When I was about 7 years old, we all went up to Maine and stayed at my grandma's place which was an old colonial style with a fireplace in just about every room.
Now, my mom is an avid reader and was reading Alien (prolly the last horror-ish book she ever read) and it was very late, like 1:00 am-ish. Most of the house was asleep, including my dad right beside her.
As she reached the part in the book where the alien was making scratching noises in the corridor, she heard a scratching noise from the fireplace. At first, she dismissed it as her mind playing tricks, but then she heard it a second time. After the third time, she decided to wake up my dad.
Armed with nothing but a flashlight and his tighty-whities, he examined the fireplace. Finding nothing, he turned to tell her to go to bed. As he did there was a weird growling noise now accompanying the scratching, growing to a cachaphonous cresendo.
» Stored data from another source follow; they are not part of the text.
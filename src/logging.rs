//! Simple file-based logging for the compliance engine.
//!
//! Avoids eprintln so embedding a loader/checker inside another process
//! never interferes with that process's own stdio. Similar to SLF4J: a
//! minimal facade that writes to a log file, used for the definition-error
//! "log a WARNING/INFO and keep loading" policy.

use std::fs::{File, OpenOptions};
use std::io::Write;
use std::path::PathBuf;
use std::sync::{Mutex, OnceLock};

/// Global log file handle
static LOG_FILE: OnceLock<Mutex<Option<File>>> = OnceLock::new();

/// Initialize logging to a file
pub fn init_file_logging(path: impl Into<PathBuf>) {
    let path = path.into();
    let file = OpenOptions::new()
        .create(true)
        .append(true)
        .open(&path)
        .ok();

    let _ = LOG_FILE.set(Mutex::new(file));
}

/// Initialize logging with default path
pub fn init_default_logging() {
    let path = std::env::temp_dir().join("licentia-debug.log");
    init_file_logging(path);
}

/// Log a message to the file. A no-op until logging has been initialized,
/// so loading a knowledge base in a library context never panics on a
/// missing log file.
pub fn log(level: &str, component: &str, message: &str) {
    if let Some(mutex) = LOG_FILE.get() {
        if let Ok(mut guard) = mutex.lock() {
            if let Some(ref mut file) = *guard {
                let timestamp = unix_timestamp();
                let _ = writeln!(file, "[{}] [{}] [{}] {}", timestamp, level, component, message);
                let _ = file.flush();
            }
        }
    }
}

/// Timestamp without a chrono dependency; seconds.millis since the epoch.
fn unix_timestamp() -> String {
    use std::time::SystemTime;
    match SystemTime::now().duration_since(SystemTime::UNIX_EPOCH) {
        Ok(d) => format!("{}.{:03}", d.as_secs(), d.subsec_millis()),
        Err(_) => "0.000".to_string(),
    }
}

/// Log a definition-error warning: used by the knowledge loader when a
/// license/rule/obligation entry is malformed and gets dropped rather than
/// aborting the whole load.
#[macro_export]
macro_rules! definition_warn {
    ($component:expr, $($arg:tt)*) => {
        $crate::logging::log("WARNING", $component, &format!($($arg)*))
    };
}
Out of no where, the alien dropped from the flu, causing my mom to shriek for a record breaking 20 minutes, my dad to expell "stuff" and the whole house to wake up.
After 30 minutes, Rusty (my grandpa's dalmation) cornered the bandit-looking alien and engaged in a fight to the death. The "alien" (now identified as a raccoon) broke loose from the "fight to the finish" and lept onto the bed, tore across my mom's lap and right into the waiting path of my uncle's 10-guage loaded with rock salt. (Did you know that makes a serious mess out of a hardwood floor???)
I was told that the bed was thrown out due to the acid that the alien had lost as he attempted his escape over the mattress, but we all know what the yellowish liquid that burrowed into the fabric really was.